March 1, 2005
By BRUCE MEYERSON
AP Business Writer
The International Herald Tribune
NEW YORK Qwest Communications would cut as many as 15,000 jobs if it succeeds in acquiring the long-distance phone company MCI, more than double the reduction planned by Verizon Communications in its deal to buy MCI.
The proposed cuts are detailed in a presentation that Qwest officials were planning to give investors at a meeting on Tuesday to argue the case for its renewed $8 billion bid to purchase MCI.
Qwest, which is based in Denver and is the local phone company for most of the Rocky Mountains and the U.S. Pacific Northwest, has embarked on a campaign in the past week to break up the Verizon deal, which is valued at 6.7 billion and which MCI accepted two weeks ago despite a lower price.
The presentation by Qwest, posted late Monday on the company's Web site, detailed potential cost savings of more than $10 billion over the first four years after the proposed merger with MCI.
Qwest also reaffirmed several points it made last week in improving its bid - which offered enhancements to speed the cash payoff to MCI investors and to provide downside protection on the stock portion of the deal by offering to increase the amount of Qwest stock paid if the market value of Qwest declined.
Those enhancements were designed to address concerns by MCI shareholders that although the Qwest deal offered a higher initial price, Qwest's inferior financial and strategic health made the terms more risky.
MCI, based in Ashburn, Virginia, has said its directors will evaluate the revised Qwest bid but has so far stood behind the Verizon merger as a deal offering more long-term value.

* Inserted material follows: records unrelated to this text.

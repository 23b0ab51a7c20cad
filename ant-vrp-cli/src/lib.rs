//! A command line interface library to the ant colony *Vehicle Routing Problem* solver.
//!
//! Contains the configuration, output formats and interruption handling used by the `ant-vrp`
//! binary.

#![warn(missing_docs)]
#![forbid(unsafe_code)]

pub use ant_vrp_core as core;
pub use ant_vrp_scientific as scientific;

pub mod extensions;
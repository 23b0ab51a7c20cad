//! Contains common text reading functionality.

mod text_reader;
pub use self::text_reader::*;
#[path = "../../../ant-vrp-core/tests/helpers/macros.rs"]
#[macro_use]
pub mod macros;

Including the cost savings, Qwest's offer could be nearly twice as valuable to MCI shareholders as the Verizon agreement, Qwest asserted.
Qwest argued again that its deal would be far less harmful to competition than a Verizon-MCI combination and therefore likely to pass government scrutiny with less objection. Qwest's chief executive, Richard Notebaert, made the same point in a letter to the editor that was published on Monday in The Wall Street Journal.
The job cuts proposed by Qwest would total 12,000 to 15,000 from the combined Qwest-MCI work force, which now employs about 81,000 people. By contrast, Verizon said it would eliminate about 7,000 jobs.
Verizon, which is based in New York and is the dominant local phone company in the Northeast and Mid-Atlantic, made its move to acquire MCI in response to a $16 billion deal by SBC Communications to acquire AT&T, announced in late January.
The Qwest deal values MCI at $24.60 per share, while Verizon's offer is worth about $20.55 a share.
Shares of MCI closed up 15 cents at $22.75 on the Nasdaq stock market on Monday. Qwest's shares rose 4 cents to close at $3.90 on the New York Stock Exchange, while Verizon fell 23 cents to $35.97 on the Big Board.
Notebaert, the Qwest chief executive, said he would use Tuesday's meeting with 250 analysts and investors to press his case on why MCI should accept the Qwest bid in preference to the Verizon deal. Notebaert said in an interview that MCI had not yet responded to Qwest's new terms. Qwest said on Monday that a combination would be immediately profitable.
Notebaert has the support of investors including Bill Miller of Legg Mason, MCI's 10th-largest shareholder, who said on Monday that he would vote against the plan to be bought by Verizon. Owners of at least 12.5 percent of MCI stock oppose the sale to Verizon, the No. 1 U.S. phone operator.
"Any rationale for preferring the Verizon offer is out the window," Miller, chief executive of Legg Mason Funds Management, which holds 5.6 million MCI shares and is Qwest's second-largest stockholder, with an 8.7 percent stake. "I'd hope that the MCI board would reopen negotiations with Qwest."
Miller is at least the second big MCI investor in two days to say he would vote against the Verizon deal at a shareholder meeting that may take place within four months.
The New York hedge fund Elliott Associates made similar comments on Friday. Other investors opposing Verizon's offer include John Paulson of Paulson and Bruce Berkowitz of Fairholme Capital Management, each holding a 3.5 percent stake; and Leon Cooperman of Omega Advisors, with 2.9 percent of MCI's shares.